Stored data entries:
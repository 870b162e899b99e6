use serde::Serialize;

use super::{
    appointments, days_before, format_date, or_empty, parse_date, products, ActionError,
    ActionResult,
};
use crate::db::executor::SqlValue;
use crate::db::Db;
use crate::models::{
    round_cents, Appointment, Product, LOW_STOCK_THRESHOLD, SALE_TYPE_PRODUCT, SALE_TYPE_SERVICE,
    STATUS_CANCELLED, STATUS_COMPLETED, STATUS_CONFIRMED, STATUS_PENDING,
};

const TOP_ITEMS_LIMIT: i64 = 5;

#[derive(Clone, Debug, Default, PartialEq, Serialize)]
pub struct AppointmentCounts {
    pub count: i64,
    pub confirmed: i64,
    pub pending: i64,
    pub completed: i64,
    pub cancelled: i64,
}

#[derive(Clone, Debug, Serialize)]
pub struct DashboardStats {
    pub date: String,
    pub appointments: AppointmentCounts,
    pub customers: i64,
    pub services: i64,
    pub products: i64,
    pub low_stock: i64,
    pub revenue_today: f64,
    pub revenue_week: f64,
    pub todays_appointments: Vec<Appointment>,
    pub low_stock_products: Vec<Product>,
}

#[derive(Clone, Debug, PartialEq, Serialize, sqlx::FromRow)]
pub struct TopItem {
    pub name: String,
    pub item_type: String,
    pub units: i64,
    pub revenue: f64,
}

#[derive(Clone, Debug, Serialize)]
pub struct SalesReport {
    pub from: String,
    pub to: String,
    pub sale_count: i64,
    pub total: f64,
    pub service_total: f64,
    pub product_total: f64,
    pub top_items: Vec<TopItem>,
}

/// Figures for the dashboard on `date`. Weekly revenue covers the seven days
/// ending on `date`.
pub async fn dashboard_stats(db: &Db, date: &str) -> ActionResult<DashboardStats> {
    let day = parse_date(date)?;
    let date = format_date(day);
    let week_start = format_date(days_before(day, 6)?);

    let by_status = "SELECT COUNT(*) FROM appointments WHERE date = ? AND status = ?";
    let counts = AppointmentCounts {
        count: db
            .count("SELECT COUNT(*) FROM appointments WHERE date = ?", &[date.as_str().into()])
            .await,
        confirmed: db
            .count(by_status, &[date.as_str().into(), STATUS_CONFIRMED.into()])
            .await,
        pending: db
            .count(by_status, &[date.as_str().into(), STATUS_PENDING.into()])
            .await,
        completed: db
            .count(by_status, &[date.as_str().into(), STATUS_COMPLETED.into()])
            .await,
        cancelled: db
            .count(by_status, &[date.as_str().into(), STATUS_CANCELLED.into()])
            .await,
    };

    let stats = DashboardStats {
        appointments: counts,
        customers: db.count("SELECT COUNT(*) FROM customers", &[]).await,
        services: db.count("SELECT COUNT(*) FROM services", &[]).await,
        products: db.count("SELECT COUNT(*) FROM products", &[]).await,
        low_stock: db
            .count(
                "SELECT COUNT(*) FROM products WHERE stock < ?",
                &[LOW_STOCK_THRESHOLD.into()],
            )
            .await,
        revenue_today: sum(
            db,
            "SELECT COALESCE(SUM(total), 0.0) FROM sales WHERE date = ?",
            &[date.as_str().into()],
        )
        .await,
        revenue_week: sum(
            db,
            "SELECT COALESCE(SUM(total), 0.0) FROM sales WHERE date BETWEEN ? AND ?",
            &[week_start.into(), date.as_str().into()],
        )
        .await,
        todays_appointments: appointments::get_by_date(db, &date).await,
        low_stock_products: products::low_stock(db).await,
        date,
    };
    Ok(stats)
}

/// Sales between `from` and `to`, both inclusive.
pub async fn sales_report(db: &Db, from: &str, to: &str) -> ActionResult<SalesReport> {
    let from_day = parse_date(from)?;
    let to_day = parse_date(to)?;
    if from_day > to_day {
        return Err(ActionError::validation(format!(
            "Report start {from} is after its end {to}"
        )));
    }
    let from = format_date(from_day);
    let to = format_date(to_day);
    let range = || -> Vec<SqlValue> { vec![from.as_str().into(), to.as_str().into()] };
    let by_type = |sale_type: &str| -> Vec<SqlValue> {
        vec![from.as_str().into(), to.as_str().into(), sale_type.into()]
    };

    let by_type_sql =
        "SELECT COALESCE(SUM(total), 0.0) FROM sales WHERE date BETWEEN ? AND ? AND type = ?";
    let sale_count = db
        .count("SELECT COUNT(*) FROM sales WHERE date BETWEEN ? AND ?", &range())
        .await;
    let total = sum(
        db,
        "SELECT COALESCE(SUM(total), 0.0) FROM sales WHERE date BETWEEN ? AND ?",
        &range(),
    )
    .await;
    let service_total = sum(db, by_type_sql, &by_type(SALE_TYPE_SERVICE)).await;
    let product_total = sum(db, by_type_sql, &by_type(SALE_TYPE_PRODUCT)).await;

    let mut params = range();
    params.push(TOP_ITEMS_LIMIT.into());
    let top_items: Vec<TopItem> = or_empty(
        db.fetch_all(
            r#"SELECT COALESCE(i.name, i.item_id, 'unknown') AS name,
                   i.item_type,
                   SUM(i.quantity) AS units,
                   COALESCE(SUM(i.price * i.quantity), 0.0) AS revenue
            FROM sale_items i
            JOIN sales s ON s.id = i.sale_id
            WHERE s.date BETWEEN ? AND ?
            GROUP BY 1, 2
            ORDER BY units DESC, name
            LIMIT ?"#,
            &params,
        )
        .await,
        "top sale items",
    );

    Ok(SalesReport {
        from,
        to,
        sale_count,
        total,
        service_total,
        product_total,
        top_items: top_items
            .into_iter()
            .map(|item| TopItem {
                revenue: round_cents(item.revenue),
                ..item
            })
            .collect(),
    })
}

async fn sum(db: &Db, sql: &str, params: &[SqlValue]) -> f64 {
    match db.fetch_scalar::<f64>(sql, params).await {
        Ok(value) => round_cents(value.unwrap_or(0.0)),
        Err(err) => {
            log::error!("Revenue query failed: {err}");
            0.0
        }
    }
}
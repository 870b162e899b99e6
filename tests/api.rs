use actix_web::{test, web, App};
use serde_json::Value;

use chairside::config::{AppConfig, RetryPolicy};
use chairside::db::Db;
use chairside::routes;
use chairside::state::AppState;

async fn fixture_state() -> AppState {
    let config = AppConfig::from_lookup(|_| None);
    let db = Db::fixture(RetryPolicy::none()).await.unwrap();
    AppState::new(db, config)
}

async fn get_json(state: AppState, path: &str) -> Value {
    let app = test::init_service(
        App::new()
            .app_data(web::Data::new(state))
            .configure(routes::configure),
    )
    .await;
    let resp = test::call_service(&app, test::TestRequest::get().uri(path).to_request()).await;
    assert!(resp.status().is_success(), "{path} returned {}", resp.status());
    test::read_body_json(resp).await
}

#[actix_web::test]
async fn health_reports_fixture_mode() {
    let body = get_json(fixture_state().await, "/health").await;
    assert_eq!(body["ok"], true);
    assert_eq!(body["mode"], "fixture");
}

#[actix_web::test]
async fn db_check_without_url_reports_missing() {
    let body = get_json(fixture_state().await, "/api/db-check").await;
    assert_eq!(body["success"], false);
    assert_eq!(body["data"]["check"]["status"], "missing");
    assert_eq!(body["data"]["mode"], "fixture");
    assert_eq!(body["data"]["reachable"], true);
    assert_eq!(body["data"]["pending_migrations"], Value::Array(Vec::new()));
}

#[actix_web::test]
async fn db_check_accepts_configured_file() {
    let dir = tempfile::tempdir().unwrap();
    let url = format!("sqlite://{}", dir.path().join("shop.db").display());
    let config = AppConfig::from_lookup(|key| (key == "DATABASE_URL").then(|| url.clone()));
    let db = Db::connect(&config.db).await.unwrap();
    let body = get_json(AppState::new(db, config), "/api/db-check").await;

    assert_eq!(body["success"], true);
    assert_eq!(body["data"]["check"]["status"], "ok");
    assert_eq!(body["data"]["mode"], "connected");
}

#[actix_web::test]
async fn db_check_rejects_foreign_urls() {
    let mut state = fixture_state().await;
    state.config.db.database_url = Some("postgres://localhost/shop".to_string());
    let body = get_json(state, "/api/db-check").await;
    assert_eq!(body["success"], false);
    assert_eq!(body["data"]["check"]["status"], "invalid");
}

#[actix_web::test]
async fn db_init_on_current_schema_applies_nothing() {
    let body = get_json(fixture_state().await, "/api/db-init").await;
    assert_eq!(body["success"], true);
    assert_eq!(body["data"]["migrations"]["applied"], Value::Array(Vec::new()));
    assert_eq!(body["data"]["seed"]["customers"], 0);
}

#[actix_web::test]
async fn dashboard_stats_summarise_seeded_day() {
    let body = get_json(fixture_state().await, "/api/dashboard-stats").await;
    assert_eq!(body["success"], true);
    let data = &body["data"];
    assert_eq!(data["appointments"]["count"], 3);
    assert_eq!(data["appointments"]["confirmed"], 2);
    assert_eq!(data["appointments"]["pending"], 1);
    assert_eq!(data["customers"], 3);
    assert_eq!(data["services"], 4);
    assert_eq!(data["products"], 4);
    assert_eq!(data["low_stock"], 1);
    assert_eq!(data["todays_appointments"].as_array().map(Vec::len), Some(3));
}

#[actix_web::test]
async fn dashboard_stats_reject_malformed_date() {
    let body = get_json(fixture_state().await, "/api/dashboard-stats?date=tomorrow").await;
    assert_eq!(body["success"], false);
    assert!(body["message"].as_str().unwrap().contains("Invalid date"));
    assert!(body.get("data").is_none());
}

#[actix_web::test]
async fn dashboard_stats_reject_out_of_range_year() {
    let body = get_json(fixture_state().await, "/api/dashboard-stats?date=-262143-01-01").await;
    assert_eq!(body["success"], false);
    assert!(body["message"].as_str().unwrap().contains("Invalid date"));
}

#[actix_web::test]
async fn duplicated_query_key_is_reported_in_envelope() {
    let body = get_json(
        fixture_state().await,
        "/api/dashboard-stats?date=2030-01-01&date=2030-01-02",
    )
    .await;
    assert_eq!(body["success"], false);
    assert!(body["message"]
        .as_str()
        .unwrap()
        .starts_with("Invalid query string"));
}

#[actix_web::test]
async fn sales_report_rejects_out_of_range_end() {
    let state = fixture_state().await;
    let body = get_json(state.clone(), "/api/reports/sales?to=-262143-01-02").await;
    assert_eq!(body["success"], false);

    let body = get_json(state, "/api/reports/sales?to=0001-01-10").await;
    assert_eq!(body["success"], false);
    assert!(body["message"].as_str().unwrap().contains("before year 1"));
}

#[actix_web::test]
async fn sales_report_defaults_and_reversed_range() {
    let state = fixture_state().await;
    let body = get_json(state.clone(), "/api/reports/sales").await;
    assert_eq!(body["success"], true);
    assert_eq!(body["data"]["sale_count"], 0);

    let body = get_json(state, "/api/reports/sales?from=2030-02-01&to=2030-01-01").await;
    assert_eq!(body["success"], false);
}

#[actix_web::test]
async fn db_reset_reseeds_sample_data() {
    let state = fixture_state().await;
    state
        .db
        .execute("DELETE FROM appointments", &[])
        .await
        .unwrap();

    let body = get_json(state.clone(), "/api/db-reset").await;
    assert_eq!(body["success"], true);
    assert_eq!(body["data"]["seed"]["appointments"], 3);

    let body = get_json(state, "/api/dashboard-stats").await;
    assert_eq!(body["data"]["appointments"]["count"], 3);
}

WHAT YOU HAVE TO DO: In the data above, which lines include "Debug"? Return those lines.

RESPONSE TO THE TASK:
#[derive(Clone, Debug, Default, PartialEq, Serialize)]
#[derive(Clone, Debug, Serialize)]
#[derive(Clone, Debug, PartialEq, Serialize, sqlx::FromRow)]
#[derive(Clone, Debug, Serialize)]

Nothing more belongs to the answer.